*** Available data Section Begins ***

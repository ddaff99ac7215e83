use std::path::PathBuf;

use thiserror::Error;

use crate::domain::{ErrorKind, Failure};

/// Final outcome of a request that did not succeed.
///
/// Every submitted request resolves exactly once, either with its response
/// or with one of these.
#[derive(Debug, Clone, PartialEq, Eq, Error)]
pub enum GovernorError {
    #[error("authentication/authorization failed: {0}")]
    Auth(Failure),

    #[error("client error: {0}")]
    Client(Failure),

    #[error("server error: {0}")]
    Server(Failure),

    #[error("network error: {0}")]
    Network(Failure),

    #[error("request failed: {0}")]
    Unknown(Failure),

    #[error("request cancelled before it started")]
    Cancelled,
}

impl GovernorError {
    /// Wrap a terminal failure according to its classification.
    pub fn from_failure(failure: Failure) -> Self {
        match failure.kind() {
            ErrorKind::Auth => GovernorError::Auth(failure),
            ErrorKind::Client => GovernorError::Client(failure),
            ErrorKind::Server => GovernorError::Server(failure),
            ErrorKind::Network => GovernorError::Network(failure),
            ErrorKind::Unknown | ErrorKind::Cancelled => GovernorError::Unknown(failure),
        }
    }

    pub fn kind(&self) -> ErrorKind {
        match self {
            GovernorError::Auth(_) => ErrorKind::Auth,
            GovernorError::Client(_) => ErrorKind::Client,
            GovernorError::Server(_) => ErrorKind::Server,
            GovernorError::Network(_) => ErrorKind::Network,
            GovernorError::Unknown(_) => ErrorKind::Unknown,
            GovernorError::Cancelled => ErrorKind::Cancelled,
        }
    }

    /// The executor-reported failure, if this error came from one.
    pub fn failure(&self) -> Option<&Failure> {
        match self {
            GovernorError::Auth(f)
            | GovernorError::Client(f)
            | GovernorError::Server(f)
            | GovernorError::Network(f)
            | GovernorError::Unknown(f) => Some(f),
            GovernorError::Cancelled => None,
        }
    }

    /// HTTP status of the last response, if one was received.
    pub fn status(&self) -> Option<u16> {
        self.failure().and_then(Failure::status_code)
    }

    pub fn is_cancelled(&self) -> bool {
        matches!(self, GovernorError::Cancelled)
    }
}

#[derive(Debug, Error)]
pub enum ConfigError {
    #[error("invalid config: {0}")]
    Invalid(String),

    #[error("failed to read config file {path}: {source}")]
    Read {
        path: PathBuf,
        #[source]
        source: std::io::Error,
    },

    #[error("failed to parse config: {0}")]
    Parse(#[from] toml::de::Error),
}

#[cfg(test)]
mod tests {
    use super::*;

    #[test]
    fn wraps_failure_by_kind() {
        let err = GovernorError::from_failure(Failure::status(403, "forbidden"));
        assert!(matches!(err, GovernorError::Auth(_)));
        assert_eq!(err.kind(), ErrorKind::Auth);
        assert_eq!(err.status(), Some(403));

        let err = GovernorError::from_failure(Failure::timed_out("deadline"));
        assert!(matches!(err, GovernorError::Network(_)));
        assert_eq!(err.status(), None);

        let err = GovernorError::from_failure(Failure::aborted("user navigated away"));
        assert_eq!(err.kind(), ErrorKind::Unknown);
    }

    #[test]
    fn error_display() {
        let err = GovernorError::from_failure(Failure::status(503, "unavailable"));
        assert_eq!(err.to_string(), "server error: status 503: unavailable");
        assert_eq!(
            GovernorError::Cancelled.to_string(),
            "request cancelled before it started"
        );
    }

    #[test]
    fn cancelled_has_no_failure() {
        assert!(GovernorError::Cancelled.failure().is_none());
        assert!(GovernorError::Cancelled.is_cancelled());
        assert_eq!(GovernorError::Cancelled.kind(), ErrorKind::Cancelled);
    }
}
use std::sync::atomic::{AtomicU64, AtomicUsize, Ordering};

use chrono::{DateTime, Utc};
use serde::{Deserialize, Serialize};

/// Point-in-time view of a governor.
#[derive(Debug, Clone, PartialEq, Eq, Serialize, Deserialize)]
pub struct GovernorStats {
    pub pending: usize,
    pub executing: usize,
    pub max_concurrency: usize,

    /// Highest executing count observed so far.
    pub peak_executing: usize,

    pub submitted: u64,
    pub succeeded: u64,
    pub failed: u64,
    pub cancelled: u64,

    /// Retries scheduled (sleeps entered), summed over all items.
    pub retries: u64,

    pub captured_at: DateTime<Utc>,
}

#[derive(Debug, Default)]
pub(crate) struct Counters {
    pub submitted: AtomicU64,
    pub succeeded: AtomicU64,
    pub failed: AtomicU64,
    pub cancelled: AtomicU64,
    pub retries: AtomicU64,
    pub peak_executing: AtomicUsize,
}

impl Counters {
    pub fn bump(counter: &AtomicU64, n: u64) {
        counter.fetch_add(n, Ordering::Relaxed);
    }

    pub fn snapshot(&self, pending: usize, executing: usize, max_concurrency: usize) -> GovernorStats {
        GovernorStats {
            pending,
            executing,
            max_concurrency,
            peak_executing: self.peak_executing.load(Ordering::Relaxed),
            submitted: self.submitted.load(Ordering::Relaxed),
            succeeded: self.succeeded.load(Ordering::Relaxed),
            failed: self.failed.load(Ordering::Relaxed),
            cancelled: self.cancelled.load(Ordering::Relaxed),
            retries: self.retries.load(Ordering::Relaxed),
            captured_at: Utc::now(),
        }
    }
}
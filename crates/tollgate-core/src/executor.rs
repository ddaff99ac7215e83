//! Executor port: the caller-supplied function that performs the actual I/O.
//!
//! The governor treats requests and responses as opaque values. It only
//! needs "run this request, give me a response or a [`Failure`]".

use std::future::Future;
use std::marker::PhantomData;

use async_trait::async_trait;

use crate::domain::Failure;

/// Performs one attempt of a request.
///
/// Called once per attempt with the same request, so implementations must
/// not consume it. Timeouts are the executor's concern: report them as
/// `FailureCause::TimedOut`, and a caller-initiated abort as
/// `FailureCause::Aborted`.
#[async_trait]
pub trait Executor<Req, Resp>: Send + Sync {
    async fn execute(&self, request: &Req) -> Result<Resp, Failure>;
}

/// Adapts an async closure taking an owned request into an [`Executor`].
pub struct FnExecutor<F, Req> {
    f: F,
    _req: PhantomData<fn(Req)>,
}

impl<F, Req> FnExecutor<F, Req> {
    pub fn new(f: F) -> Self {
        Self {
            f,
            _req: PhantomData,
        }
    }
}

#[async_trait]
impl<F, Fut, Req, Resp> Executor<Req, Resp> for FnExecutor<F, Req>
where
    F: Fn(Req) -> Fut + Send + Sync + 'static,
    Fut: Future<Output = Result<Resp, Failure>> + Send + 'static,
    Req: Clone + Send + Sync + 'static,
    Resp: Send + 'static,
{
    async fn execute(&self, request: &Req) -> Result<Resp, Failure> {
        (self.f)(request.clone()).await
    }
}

*** Available data Section Ends ***

▶ _Your task_
Every record should be printed again exactly as it reads.

▶ _Solution_
repository ddaff99ac7215e83
use std::path::PathBuf;

use thiserror::Error;

use crate::domain::{ErrorKind, Failure};

/// Final outcome of a request that did not succeed.
///
/// Every submitted request resolves exactly once, either with its response
/// or with one of these.
#[derive(Debug, Clone, PartialEq, Eq, Error)]
pub enum GovernorError {
    #[error("authentication/authorization failed: {0}")]
    Auth(Failure),

    #[error("client error: {0}")]
    Client(Failure),

    #[error("server error: {0}")]
    Server(Failure),

    #[error("network error: {0}")]
    Network(Failure),

    #[error("request failed: {0}")]
    Unknown(Failure),

    #[error("request cancelled before it started")]
    Cancelled,
}

impl GovernorError {
    /// Wrap a terminal failure according to its classification.
    pub fn from_failure(failure: Failure) -> Self {
        match failure.kind() {
            ErrorKind::Auth => GovernorError::Auth(failure),
            ErrorKind::Client => GovernorError::Client(failure),
            ErrorKind::Server => GovernorError::Server(failure),
            ErrorKind::Network => GovernorError::Network(failure),
            ErrorKind::Unknown | ErrorKind::Cancelled => GovernorError::Unknown(failure),
        }
    }

    pub fn kind(&self) -> ErrorKind {
        match self {
            GovernorError::Auth(_) => ErrorKind::Auth,
            GovernorError::Client(_) => ErrorKind::Client,
            GovernorError::Server(_) => ErrorKind::Server,
            GovernorError::Network(_) => ErrorKind::Network,
            GovernorError::Unknown(_) => ErrorKind::Unknown,
            GovernorError::Cancelled => ErrorKind::Cancelled,
        }
    }

    /// The executor-reported failure, if this error came from one.
    pub fn failure(&self) -> Option<&Failure> {
        match self {
            GovernorError::Auth(f)
            | GovernorError::Client(f)
            | GovernorError::Server(f)
            | GovernorError::Network(f)
            | GovernorError::Unknown(f) => Some(f),
            GovernorError::Cancelled => None,
        }
    }

    /// HTTP status of the last response, if one was received.
    pub fn status(&self) -> Option<u16> {
        self.failure().and_then(Failure::status_code)
    }

    pub fn is_cancelled(&self) -> bool {
        matches!(self, GovernorError::Cancelled)
    }
}

#[derive(Debug, Error)]
pub enum ConfigError {
    #[error("invalid config: {0}")]
    Invalid(String),

    #[error("failed to read config file {path}: {source}")]
    Read {
        path: PathBuf,
        #[source]
        source: std::io::Error,
    },

    #[error("failed to parse config: {0}")]
    Parse(#[from] toml::de::Error),
}

#[cfg(test)]
mod tests {
    use super::*;

    #[test]
    fn wraps_failure_by_kind() {
        let err = GovernorError::from_failure(Failure::status(403, "forbidden"));
        assert!(matches!(err, GovernorError::Auth(_)));
        assert_eq!(err.kind(), ErrorKind::Auth);
        assert_eq!(err.status(), Some(403));

        let err = GovernorError::from_failure(Failure::timed_out("deadline"));
        assert!(matches!(err, GovernorError::Network(_)));
        assert_eq!(err.status(), None);

        let err = GovernorError::from_failure(Failure::aborted("user navigated away"));
        assert_eq!(err.kind(), ErrorKind::Unknown);
    }

    #[test]
    fn error_display() {
        let err = GovernorError::from_failure(Failure::status(503, "unavailable"));
        assert_eq!(err.to_string(), "server error: status 503: unavailable");
        assert_eq!(
            GovernorError::Cancelled.to_string(),
            "request cancelled before it started"
        );
    }

    #[test]
    fn cancelled_has_no_failure() {
        assert!(GovernorError::Cancelled.failure().is_none());
        assert!(GovernorError::Cancelled.is_cancelled());
        assert_eq!(GovernorError::Cancelled.kind(), ErrorKind::Cancelled);
    }
}
use std::sync::atomic::{AtomicU64, AtomicUsize, Ordering};

use chrono::{DateTime, Utc};
use serde::{Deserialize, Serialize};

/// Point-in-time view of a governor.
#[derive(Debug, Clone, PartialEq, Eq, Serialize, Deserialize)]
pub struct GovernorStats {
    pub pending: usize,
    pub executing: usize,
    pub max_concurrency: usize,

    /// Highest executing count observed so far.
    pub peak_executing: usize,

    pub submitted: u64,
    pub succeeded: u64,
    pub failed: u64,
    pub cancelled: u64,

    /// Retries scheduled (sleeps entered), summed over all items.
    pub retries: u64,

    pub captured_at: DateTime<Utc>,
}

#[derive(Debug, Default)]
pub(crate) struct Counters {
    pub submitted: AtomicU64,
    pub succeeded: AtomicU64,
    pub failed: AtomicU64,
    pub cancelled: AtomicU64,
    pub retries: AtomicU64,
    pub peak_executing: AtomicUsize,
}

impl Counters {
    pub fn bump(counter: &AtomicU64, n: u64) {
        counter.fetch_add(n, Ordering::Relaxed);
    }

    pub fn snapshot(&self, pending: usize, executing: usize, max_concurrency: usize) -> GovernorStats {
        GovernorStats {
            pending,
            executing,
            max_concurrency,
            peak_executing: self.peak_executing.load(Ordering::Relaxed),
            submitted: self.submitted.load(Ordering::Relaxed),
            succeeded: self.succeeded.load(Ordering::Relaxed),
            failed: self.failed.load(Ordering::Relaxed),
            cancelled: self.cancelled.load(Ordering::Relaxed),
            retries: self.retries.load(Ordering::Relaxed),
            captured_at: Utc::now(),
        }
    }
}
filename crates/tollgate-core/src/executor.rs
repository ddaff99ac7215e83
//! Executor port: the caller-supplied function that performs the actual I/O.
//!
//! The governor treats requests and responses as opaque values. It only
//! needs "run this request, give me a response or a [`Failure`]".

use std::future::Future;
use std::marker::PhantomData;

use async_trait::async_trait;

use crate::domain::Failure;

/// Performs one attempt of a request.
///
/// Called once per attempt with the same request, so implementations must
/// not consume it. Timeouts are the executor's concern: report them as
/// `FailureCause::TimedOut`, and a caller-initiated abort as
/// `FailureCause::Aborted`.
#[async_trait]
pub trait Executor<Req, Resp>: Send + Sync {
    async fn execute(&self, request: &Req) -> Result<Resp, Failure>;
}

/// Adapts an async closure taking an owned request into an [`Executor`].
pub struct FnExecutor<F, Req> {
    f: F,
    _req: PhantomData<fn(Req)>,
}

impl<F, Req> FnExecutor<F, Req> {
    pub fn new(f: F) -> Self {
        Self {
            f,
            _req: PhantomData,
        }
    }
}

#[async_trait]
impl<F, Fut, Req, Resp> Executor<Req, Resp> for FnExecutor<F, Req>
where
    F: Fn(Req) -> Fut + Send + Sync + 'static,
    Fut: Future<Output = Result<Resp, Failure>> + Send + 'static,
    Req: Clone + Send + Sync + 'static,
    Resp: Send + 'static,
{
    async fn execute(&self, request: &Req) -> Result<Resp, Failure> {
        (self.f)(request.clone()).await
    }
}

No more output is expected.